On World Press Freedom Day 2008, Alexandra Sandels looks at the importance of Internet activists for freedom of expression in the Arab world. Has the real struggle for press freedom gone online?
 
freedom of press day.jpg
Even in countries like Yemen, where less then one percent of the people are online, the impact of the Internet is real. © Samer Mohdad / arabimages.com

BEIRUT, May 3, 2008 (MENASSAT) – May 3 marks World Press Freedom Day, a concept initiated by the United Nations in an attempt to spur awareness of the importance of press freedom and to "remind governments of their duty to respect and uphold the right to freedom of expression," as stipulated in the Universal Declaration of Human Rights.

Freedom of expression: a human right.

How beautiful.

If only these words were implemented and practiced as often as they are spoken – especially in the Arab world.

Although much of the focus on World Press Freedom Day 2008 is on China – because of Tibet and the Olympic Games – the Middle East and North Africa remains one of the regions most deprived of press freedom and freedom of expression.

MENA region lags behind

In a newly released report, U.S.-based Freedom House, recognizes only one country in the MENA region as "free" – Israel.
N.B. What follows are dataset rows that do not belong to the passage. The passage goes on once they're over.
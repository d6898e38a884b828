use ft_core::geometry::Triangle;
use ft_core::surface::{Pen, PlotSurface};

use crate::line::rasterize;

/// Draw the Sierpinski approximation of `triangle` at `depth` onto `surface`.
///
/// `depth == 0` returns without plotting anything at all: edges are drawn
/// only by calls returning from `depth > 0`, so the visible figure at depth d
/// consists of `3 * (3^d - 1) / 2` borders. Each recursive level subdivides
/// into the three corner triangles, recurses, then draws the current
/// triangle's own three borders — children first, so a parent border lands on
/// top of the coincident child borders, deterministically.
///
/// Termination is bounded by `depth` alone; the recursion never allocates and
/// holds at most `depth` frames live.
///
/// # Example
/// ```
/// use ft_core::geometry::{Point, Triangle};
/// use ft_core::grid::CellGrid;
/// use ft_core::surface::Pen;
/// use ft_raster::sierpinski::generate;
///
/// let mut grid = CellGrid::new(60, 40);
/// let t = Triangle::new(Point::new(30, 0), Point::new(0, 30), Point::new(59, 30));
/// generate(&mut grid, t, 3, Pen::new('◆', (0, 255, 255)));
/// assert_eq!(grid.get(30, 0).ch, '◆');
/// ```
pub fn generate<S: PlotSurface>(surface: &mut S, triangle: Triangle, depth: u32, pen: Pen) {
    if depth == 0 {
        return;
    }

    for child in triangle.subdivide() {
        generate(surface, child, depth - 1, pen);
    }

    for (from, to) in triangle.edges() {
        rasterize(surface, from, to, pen);
    }
}

#[cfg(test)]
mod tests {
    use super::*;
    use ft_core::geometry::Point;

    /// Test surface counting plot calls.
    #[derive(Default)]
    struct Counter {
        plots: usize,
    }

    impl PlotSurface for Counter {
        fn plot(&mut self, _p: Point, _pen: Pen) {
            self.plots += 1;
        }
    }

    fn sample_triangle() -> Triangle {
        Triangle::new(Point::new(0, 50), Point::new(25, 0), Point::new(50, 50))
    }

    fn plot_count(triangle: Triangle, depth: u32) -> usize {
        let mut counter = Counter::default();
        generate(&mut counter, triangle, depth, Pen::default());
        counter.plots
    }

    /// Reference plot count: every level draws its own three borders after
    /// recursing, nothing at depth 0.
    fn expected_plots(triangle: Triangle, depth: u32) -> usize {
        if depth == 0 {
            return 0;
        }
        let mut total: usize = triangle
            .subdivide()
            .iter()
            .map(|child| expected_plots(*child, depth - 1))
            .sum();
        let mut edge_counter = Counter::default();
        for (from, to) in triangle.edges() {
            rasterize(&mut edge_counter, from, to, Pen::default());
        }
        total += edge_counter.plots;
        total
    }

    #[test]
    fn depth_zero_plots_nothing() {
        assert_eq!(plot_count(sample_triangle(), 0), 0);
    }

    #[test]
    fn depth_one_draws_exactly_the_three_borders() {
        let triangle = sample_triangle();
        let mut borders_only = Counter::default();
        for (from, to) in triangle.edges() {
            rasterize(&mut borders_only, from, to, Pen::default());
        }
        assert_eq!(plot_count(triangle, 1), borders_only.plots);
    }

    #[test]
    fn plot_count_follows_recursive_edge_accounting() {
        let triangle = sample_triangle();
        for depth in 0..=4 {
            assert_eq!(
                plot_count(triangle, depth),
                expected_plots(triangle, depth),
                "depth {depth}"
            );
        }
    }

    #[test]
    fn edge_count_is_three_times_geometric_sum() {
        // E(d) = 3 + 3*E(d-1), E(0) = 0, i.e. 3 * (3^d - 1) / 2.
        fn edges(triangle: Triangle, depth: u32) -> usize {
            if depth == 0 {
                return 0;
            }
            triangle
                .subdivide()
                .iter()
                .map(|child| edges(*child, depth - 1))
                .sum::<usize>()
                + 3
        }
        let triangle = sample_triangle();
        for depth in 0..=6u32 {
            let closed_form = 3 * (3usize.pow(depth) - 1) / 2;
            assert_eq!(edges(triangle, depth), closed_form, "depth {depth}");
        }
    }

    #[test]
    fn plot_count_grows_strictly_with_depth() {
        let triangle = sample_triangle();
        let mut prev = plot_count(triangle, 0);
        for depth in 1..=5 {
            let count = plot_count(triangle, depth);
            assert!(count > prev, "no growth from depth {} to {depth}", depth - 1);
            prev = count;
        }
    }

    #[test]
    fn borders_land_on_grid() {
        use ft_core::grid::CellGrid;
        let mut grid = CellGrid::new(51, 51);
        generate(&mut grid, sample_triangle(), 2, Pen::new('#', (255, 255, 255)));
        // All three outer vertices are border cells at depth >= 1.
        assert_eq!(grid.get(0, 50).ch, '#');
        assert_eq!(grid.get(25, 0).ch, '#');
        assert_eq!(grid.get(50, 50).ch, '#');
    }
}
Three other countries – Kuwait, Lebanon and Egypt – are qualified as "partly free," while all others are considered "not free."



It is not always governments that prey on press freedom either.

Paris-based Reporters without Borders (RSF), in a report released today, identifies 39 so-called "predators of freedom," which include individual leaders but also groups such as the FARC guerilla in Colombia, the drug cartels in Mexico and "armed groups" in Nepal.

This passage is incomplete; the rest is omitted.